The technology, which would be worn as an electronic tag, could tell controllers whether an offender is close to a restricted area.
These could include a children's playground or a victim's home.
Around 800 people are currently the subject of electronic monitoring in Scotland.
They wear tags either because they have been released early from prison or are on community sentences.
Advances in technology
These tags work with a specific radio frequency, but advances in GPS technology developed in North America and Scandinavia appear to be more flexible and effective.
Ministers believe individually-tailored electronic monitoring can help reduce reoffending, by allowing offenders to maintain family connections and employment.
It comes as more than 100 experts meet in Perth to examine how Scotland could use advances in technology, including GPS, to improve the monitoring of offenders.
The conference has been organised as part of work being undertaken by a specially appointed Electronic Monitoring in Scotland Working Group, which is due to report to Scottish Ministers next year.
The event coincides with a new report from the Scottish Centre for Crime and Justice Research, which has found evidence that adopting GPS technology in addition to the current radio frequency method could be beneficial.
The research has explored the potential uses of GPS monitoring for a number of offence types, including domestic abuse, alcohol, sexual crimes, drug-related crimes and vehicle theft.

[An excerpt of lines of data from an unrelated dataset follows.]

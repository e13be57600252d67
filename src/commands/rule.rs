//! `crewfs rule` subcommands.

use super::{Session, print_json};
use crate::cli::RuleAction;
use crewfs::dispatch::RuleInput;
use crewfs::error::{CrewError, Result};

pub fn run(session: &Session, action: RuleAction) -> Result<()> {
    let crew = &session.crew;
    let team = session.team()?;
    match action {
        RuleAction::Add(args) => {
            let input: RuleInput = serde_json::from_str(&args.json)
                .map_err(|e| CrewError::UserError(format!("invalid rule JSON: {}", e)))?;
            print_json(&crew.add_rule(team, session.agent()?, input)?)
        }
        RuleAction::Remove(args) => print_json(&crew.remove_rule(team, session.agent()?, &args.rule_id)?),
        RuleAction::Enable(args) => {
            print_json(&crew.set_rule_enabled(team, session.agent()?, &args.rule_id, true)?)
        }
        RuleAction::Disable(args) => {
            print_json(&crew.set_rule_enabled(team, session.agent()?, &args.rule_id, false)?)
        }
        RuleAction::List => print_json(&crew.list_rules(team)?),
    }
}
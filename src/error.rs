//! Error types for rep-quality evaluation.
//!
//! The streaming path never fails: absent or non-finite readings are simply
//! "no data this sample". Errors only come from configuration validation and
//! from the boundary decoders that turn transport payloads into packets.

use thiserror::Error;

/// Main error type for the evaluator and its boundary decoders.
#[derive(Error, Debug)]
pub enum EvaluatorError {
    /// Configuration validation failed.
    #[error("Invalid configuration: {0}")]
    InvalidConfig(String),

    /// Sensor notification is shorter than a full frame.
    #[error("Frame too short: need at least {min} bytes, got {actual}")]
    FrameTooShort { min: usize, actual: usize },

    /// Bridge payload is not a valid JSON packet.
    #[cfg(feature = "serde")]
    #[error("Malformed JSON packet: {0}")]
    Json(#[from] serde_json::Error),
}

/// Result type alias for evaluator operations.
pub type Result<T> = std::result::Result<T, EvaluatorError>;

impl EvaluatorError {
    /// Create an invalid configuration error.
    #[must_use]
    pub fn invalid_config(msg: impl Into<String>) -> Self {
        Self::InvalidConfig(msg.into())
    }

    /// Create a frame too short error.
    #[must_use]
    pub const fn frame_too_short(min: usize, actual: usize) -> Self {
        Self::FrameTooShort { min, actual }
    }
}
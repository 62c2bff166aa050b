//! Per-repetition sample buffering.
//!
//! The segmenter does not decide where reps begin or end; it records whatever
//! interval it is told to. A rep is open while a [`RepBuffer`] is installed.

use tracing::{trace, warn};

use crate::filter::ChannelEstimate;

/// Smoothed values collected during one repetition.
///
/// Each sequence only holds samples where that quantity was defined, so the
/// sequences may differ in length.
#[derive(Debug, Clone, Default, PartialEq)]
pub struct RepBuffer {
    /// Smoothed elbow angle (degrees).
    pub elbow_angles: Vec<f64>,
    /// Smoothed elbow velocity (degrees/s).
    pub elbow_velocities: Vec<f64>,
    /// Smoothed upper-arm angle (degrees).
    pub upper_arm_angles: Vec<f64>,
    /// Smoothed upper-arm velocity (degrees/s).
    pub upper_arm_velocities: Vec<f64>,
    /// Smoothed elbow jerk.
    pub elbow_jerks: Vec<f64>,
}

impl RepBuffer {
    /// Append the defined values of one sample.
    pub fn record(&mut self, elbow: &ChannelEstimate, upper_arm: &ChannelEstimate) {
        self.elbow_angles.extend(elbow.angle);
        self.elbow_velocities.extend(elbow.velocity);
        self.elbow_jerks.extend(elbow.jerk);
        self.upper_arm_angles.extend(upper_arm.angle);
        self.upper_arm_velocities.extend(upper_arm.velocity);
    }

    /// Number of elbow-angle samples recorded.
    #[must_use]
    pub fn len(&self) -> usize {
        self.elbow_angles.len()
    }

    /// Whether nothing at all was recorded.
    #[must_use]
    pub fn is_empty(&self) -> bool {
        self.elbow_angles.is_empty()
            && self.elbow_velocities.is_empty()
            && self.upper_arm_angles.is_empty()
            && self.upper_arm_velocities.is_empty()
            && self.elbow_jerks.is_empty()
    }
}

/// Idle / active-rep state, holding the open rep's buffer.
#[derive(Debug, Clone, Default, PartialEq)]
pub struct RepSegmenter {
    active: Option<RepBuffer>,
}

impl RepSegmenter {
    /// Create an idle segmenter.
    #[must_use]
    pub const fn new() -> Self {
        Self { active: None }
    }

    /// Open a rep with a fresh buffer.
    ///
    /// An already-open rep is discarded and replaced.
    pub fn start(&mut self) {
        if let Some(previous) = self.active.replace(RepBuffer::default()) {
            warn!(
                discarded_samples = previous.len(),
                "rep started while another was active"
            );
        } else {
            trace!("rep started");
        }
    }

    /// Record one sample if a rep is open.
    pub fn record(&mut self, elbow: &ChannelEstimate, upper_arm: &ChannelEstimate) {
        if let Some(buffer) = self.active.as_mut() {
            buffer.record(elbow, upper_arm);
        }
    }

    /// Close the open rep and hand back its buffer, `None` when idle.
    pub fn finish(&mut self) -> Option<RepBuffer> {
        self.active.take()
    }

    /// Whether a rep is open.
    #[must_use]
    pub const fn is_active(&self) -> bool {
        self.active.is_some()
    }

    /// Buffer of the open rep.
    #[must_use]
    pub const fn current(&self) -> Option<&RepBuffer> {
        self.active.as_ref()
    }
}
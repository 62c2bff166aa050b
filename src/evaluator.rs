//! The streaming evaluator façade.
//!
//! [`Evaluator`] owns every piece of per-session state and runs one packet at
//! a time through:
//!
//! 1. calibration sampling (raw readings)
//! 2. timing reconstruction from the sequence counter
//! 3. offset removal and unwrap per channel
//! 4. the angle -> velocity -> jerk filter chain
//! 5. rep buffering, when a rep is open
//!
//! Rep boundaries come from outside via [`Evaluator::start_rep`] and
//! [`Evaluator::end_rep`]; see [`crate::session`] for the stock boundary rule.
//!
//! # Example
//!
//! ```
//! use rep_quality::{Evaluator, Packet};
//!
//! let mut ev = Evaluator::new();
//! ev.start_rep();
//! for i in 0..50u16 {
//!     ev.update(&Packet::new(i, f64::from(i) * 2.0, 0.0));
//! }
//! let result = ev.end_rep(1.2, 5.0);
//! assert!(result.metrics.rom > 0.0);
//! assert!(result.issue.is_none());
//! ```

use tracing::debug;

use crate::angle::AngleReconstructor;
use crate::calibration::{CalibrationManager, Offsets};
use crate::config::EvaluatorConfig;
use crate::error::Result;
use crate::filter::FilterChain;
use crate::metrics::{aggregate, FormChecksDisabled, FormPolicy, RepResult, RepTiming};
use crate::packet::{Packet, Snapshot};
use crate::segment::{RepBuffer, RepSegmenter};
use crate::timing::TimingReconstructor;

/// Streaming rep-quality evaluator for one live session.
///
/// Feed packets from a single producer, in arrival order.
#[derive(Debug, Clone, PartialEq)]
pub struct Evaluator<P = FormChecksDisabled> {
    config: EvaluatorConfig,
    timing: TimingReconstructor,
    calibration: CalibrationManager,
    elbow_angle: AngleReconstructor,
    upper_arm_angle: AngleReconstructor,
    filters: FilterChain,
    segmenter: RepSegmenter,
    policy: P,
}

impl Evaluator {
    /// Evaluator with the default configuration and form checks disabled.
    #[must_use]
    pub fn new() -> Self {
        Self::from_parts(EvaluatorConfig::default(), FormChecksDisabled)
    }

    /// Evaluator with a custom configuration and form checks disabled.
    ///
    /// # Errors
    ///
    /// Returns an error if the configuration does not validate.
    pub fn with_config(config: EvaluatorConfig) -> Result<Self> {
        Self::with_policy(config, FormChecksDisabled)
    }
}

impl Default for Evaluator {
    fn default() -> Self {
        Self::new()
    }
}

impl<P: FormPolicy> Evaluator<P> {
    /// Evaluator with a custom configuration and form policy.
    ///
    /// # Errors
    ///
    /// Returns an error if the configuration does not validate.
    pub fn with_policy(config: EvaluatorConfig, policy: P) -> Result<Self> {
        config.validate()?;
        Ok(Self::from_parts(config, policy))
    }

    fn from_parts(config: EvaluatorConfig, policy: P) -> Self {
        Self {
            timing: TimingReconstructor::new(&config),
            calibration: CalibrationManager::new(&config),
            elbow_angle: AngleReconstructor::new(),
            upper_arm_angle: AngleReconstructor::new(),
            filters: FilterChain::new(&config),
            segmenter: RepSegmenter::new(),
            policy,
            config,
        }
    }

    /// Reinitialize all state, as if freshly constructed.
    ///
    /// Call at session start and whenever the transport disconnects.
    pub fn reset(&mut self) {
        debug!("evaluator reset");
        self.timing = TimingReconstructor::new(&self.config);
        self.calibration = CalibrationManager::new(&self.config);
        self.elbow_angle.reset();
        self.upper_arm_angle.reset();
        self.filters = FilterChain::new(&self.config);
        self.segmenter = RepSegmenter::new();
        self.policy.reset();
    }

    /// Begin collecting samples for a manual calibration.
    pub fn calibrate_start(&mut self) {
        self.calibration.start_manual();
    }

    /// Commit the mean of the samples collected since [`Self::calibrate_start`].
    ///
    /// An empty collection leaves offsets unchanged.
    pub fn calibrate_finish(&mut self) {
        self.calibration.finish_manual();
    }

    /// Open a repetition. Replaces any rep already open.
    pub fn start_rep(&mut self) {
        self.segmenter.start();
    }

    /// Close the open repetition and compute its metrics.
    ///
    /// Never fails: with no rep open the result is all zeros with no issue.
    pub fn end_rep(&mut self, rep_time_s: f64, session_time_s: f64) -> RepResult {
        let Some(buffer) = self.segmenter.finish() else {
            return RepResult::empty();
        };

        let metrics = aggregate(&buffer, &self.config);
        let issue = self.policy.assess(
            &metrics,
            RepTiming {
                rep_time_s,
                session_time_s,
            },
        );
        debug!(
            samples = buffer.len(),
            rom = metrics.rom,
            peak_elbow_vel = metrics.peak_elbow_vel,
            swing_ratio = metrics.swing_ratio,
            jerk_p95 = metrics.jerk_p95,
            ?issue,
            "rep closed"
        );
        RepResult::with_issue(metrics, issue)
    }

    /// Process one packet and return the smoothed state.
    pub fn update(&mut self, packet: &Packet) -> Snapshot {
        self.calibration
            .observe(packet.elbow_angle_proxy, packet.upper_arm_pitch);

        let dt = self.timing.advance(packet.seq);
        let offsets = self.calibration.offsets();
        let elbow = self
            .elbow_angle
            .reconstruct(packet.elbow_angle_proxy, offsets.elbow);
        let upper_arm = self
            .upper_arm_angle
            .reconstruct(packet.upper_arm_pitch, offsets.upper_arm);

        let (elbow, upper_arm) = self.filters.update(elbow, upper_arm, dt);
        self.segmenter.record(&elbow, &upper_arm);

        Snapshot {
            elbow_angle: elbow.angle,
            elbow_vel: elbow.velocity,
            upperarm_angle: upper_arm.angle,
            upperarm_vel: upper_arm.velocity,
        }
    }

    /// Current smoothed state without processing a packet.
    #[must_use]
    pub fn snapshot(&self) -> Snapshot {
        let elbow = self.filters.elbow.estimate();
        let upper_arm = self.filters.upper_arm.estimate();
        Snapshot {
            elbow_angle: elbow.angle,
            elbow_vel: elbow.velocity,
            upperarm_angle: upper_arm.angle,
            upperarm_vel: upper_arm.velocity,
        }
    }

    /// Active configuration.
    #[must_use]
    pub const fn config(&self) -> &EvaluatorConfig {
        &self.config
    }

    /// Calibration offsets currently applied.
    #[must_use]
    pub const fn offsets(&self) -> Offsets {
        self.calibration.offsets()
    }

    /// Calibration state.
    #[must_use]
    pub const fn calibration(&self) -> &CalibrationManager {
        &self.calibration
    }

    /// Whether offsets have been committed.
    #[must_use]
    pub const fn is_calibrated(&self) -> bool {
        self.calibration.is_committed()
    }

    /// Whether a repetition is open.
    #[must_use]
    pub const fn is_rep_active(&self) -> bool {
        self.segmenter.is_active()
    }

    /// Samples collected so far for the open repetition.
    #[must_use]
    pub const fn rep_buffer(&self) -> Option<&RepBuffer> {
        self.segmenter.current()
    }

    /// Time step used for the last packet (seconds).
    #[must_use]
    pub const fn last_dt(&self) -> f64 {
        self.timing.last_dt()
    }

    /// Form policy.
    #[must_use]
    pub const fn policy(&self) -> &P {
        &self.policy
    }

    /// Mutable form policy, for tuning thresholds mid-session.
    pub fn policy_mut(&mut self) -> &mut P {
        &mut self.policy
    }
}

#[cfg(test)]
mod tests {
    use super::*;
    use crate::metrics::{FormIssue, RepMetrics};
    use approx::assert_relative_eq;

    #[test]
    fn test_cold_start_snapshot() {
        let mut ev = Evaluator::new();
        let s = ev.update(&Packet::new(0, 10.0, 2.0));
        assert_eq!(s.elbow_angle, Some(10.0));
        assert_eq!(s.upperarm_angle, Some(2.0));
        assert_eq!(s.elbow_vel, None);
        assert_eq!(s.upperarm_vel, None);

        let s = ev.update(&Packet::new(1, 20.0, 2.0));
        assert_relative_eq!(s.elbow_angle.unwrap(), 12.0);
        assert_relative_eq!(s.elbow_vel.unwrap(), 100.0);
        assert_relative_eq!(s.upperarm_vel.unwrap(), 0.0);
        assert_eq!(ev.snapshot(), s);
    }

    #[test]
    fn test_empty_packets_stay_undefined() {
        let mut ev = Evaluator::new();
        for _ in 0..5 {
            assert_eq!(ev.update(&Packet::default()), Snapshot::default());
        }
    }

    #[test]
    fn test_end_rep_while_idle() {
        let mut ev = Evaluator::new();
        let r = ev.end_rep(1.0, 10.0);
        assert_eq!(r, RepResult::empty());

        ev.start_rep();
        ev.end_rep(1.0, 10.0);
        // Second close is idle again
        assert_eq!(ev.end_rep(1.0, 10.0), RepResult::empty());
    }

    #[test]
    fn test_rep_before_any_data_is_zero() {
        let mut ev = Evaluator::new();
        ev.start_rep();
        let r = ev.end_rep(0.5, 0.5);
        assert_eq!(r.metrics, RepMetrics::default());
    }

    #[test]
    fn test_auto_calibration_applies_offsets() {
        let mut ev = Evaluator::new();
        for i in 0..49u16 {
            ev.update(&Packet::new(i, 20.0, 5.0));
        }
        assert!(!ev.is_calibrated());
        assert_eq!(ev.offsets(), Offsets::default());

        ev.update(&Packet::new(49, 20.0, 5.0));
        assert!(ev.is_calibrated());
        assert_relative_eq!(ev.offsets().elbow, 20.0);
        assert_relative_eq!(ev.offsets().upper_arm, 5.0);
    }

    #[test]
    fn test_manual_calibration_through_facade() {
        let mut ev = Evaluator::new();
        ev.calibrate_start();
        ev.update(&Packet::new(0, 10.0, 1.0));
        ev.update(&Packet::new(1, 14.0, 3.0));
        ev.calibrate_finish();
        assert_relative_eq!(ev.offsets().elbow, 12.0);
        assert_relative_eq!(ev.offsets().upper_arm, 2.0);
    }

    #[test]
    fn test_filter_state_persists_across_reps() {
        let mut ev = Evaluator::new();
        for i in 0..10u16 {
            ev.update(&Packet::new(i, f64::from(i), 0.0));
        }
        ev.start_rep();
        let s = ev.update(&Packet::new(10, 10.0, 0.0));
        let r = ev.end_rep(0.02, 0.2);
        // Velocity was already defined on the rep's first sample
        assert!(s.elbow_vel.is_some());
        assert_relative_eq!(r.metrics.peak_elbow_vel, s.elbow_vel.unwrap().abs());
        assert_eq!(r.metrics.rom, 0.0);
    }

    #[test]
    fn test_reset_matches_fresh_instance() {
        let mut ev = Evaluator::new();
        ev.calibrate_start();
        for i in 0..80u16 {
            ev.update(&Packet::new(i.wrapping_mul(900), f64::from(i) * 4.0, 1.0));
        }
        ev.calibrate_finish();
        ev.start_rep();
        ev.update(&Packet::new(3, 33.0, 2.0));

        ev.reset();
        assert_eq!(ev, Evaluator::new());
    }

    #[test]
    fn test_reset_keeps_config() {
        let config = EvaluatorConfig::wrist_imu();
        let mut ev = Evaluator::with_config(config.clone()).unwrap();
        ev.update(&Packet::new(0, 1.0, 1.0));
        ev.reset();
        assert_eq!(ev.config(), &config);
        assert_eq!(ev, Evaluator::with_config(config).unwrap());
    }

    #[test]
    fn test_invalid_config_rejected() {
        let config = EvaluatorConfig::default().with_alpha(0.0);
        assert!(Evaluator::with_config(config).is_err());
    }

    #[test]
    fn test_last_dt_tracks_sequence_gaps() {
        let mut ev = Evaluator::new();
        ev.update(&Packet::new(65535, 0.0, 0.0));
        ev.update(&Packet::new(2, 0.0, 0.0));
        assert_relative_eq!(ev.last_dt(), 0.06);
    }

    #[derive(Debug, Clone, Default, PartialEq)]
    struct SwingPolicy {
        threshold: f64,
        assessed: usize,
    }

    impl FormPolicy for SwingPolicy {
        fn assess(&mut self, metrics: &RepMetrics, timing: RepTiming) -> Option<FormIssue> {
            self.assessed += 1;
            if timing.rep_time_s < 0.3 {
                return Some(FormIssue::TooFast);
            }
            (metrics.swing_ratio > self.threshold).then_some(FormIssue::Swinging)
        }

        fn reset(&mut self) {
            self.assessed = 0;
        }
    }

    #[test]
    fn test_custom_policy_hook() {
        let policy = SwingPolicy {
            threshold: 0.1,
            assessed: 0,
        };
        let mut ev = Evaluator::with_policy(
            EvaluatorConfig::default().with_auto_calibration(false),
            policy,
        )
        .unwrap();

        ev.start_rep();
        for i in 0..20u16 {
            let t = f64::from(i);
            ev.update(&Packet::new(i, t * 5.0, t * 2.0));
        }
        let r = ev.end_rep(1.5, 12.0);
        assert_eq!(r.issue, Some(FormIssue::Swinging));
        assert_eq!(r.coach_cue, Some("Keep upper arm still"));

        ev.start_rep();
        ev.update(&Packet::new(20, 100.0, 40.0));
        let r = ev.end_rep(0.1, 12.2);
        assert_eq!(r.issue, Some(FormIssue::TooFast));
        assert_eq!(ev.policy().assessed, 2);

        // Idle close does not consult the policy
        ev.end_rep(1.0, 13.0);
        assert_eq!(ev.policy().assessed, 2);

        ev.reset();
        assert_eq!(ev.policy().assessed, 0);
        assert_relative_eq!(ev.policy().threshold, 0.1);
    }
}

Speaking at the conference, Justice Secretary Michael Matheson said: "For more than ten years we have successfully used radio frequency technology in electronic monitoring and our current approach is working.
"However, I am keen to explore how we could make use of the latest in emerging technologies, such as GPS.
"On the face of it, GPS technology appears to offer potential opportunities for the management of sex offenders or to be used in cases of domestic abuse."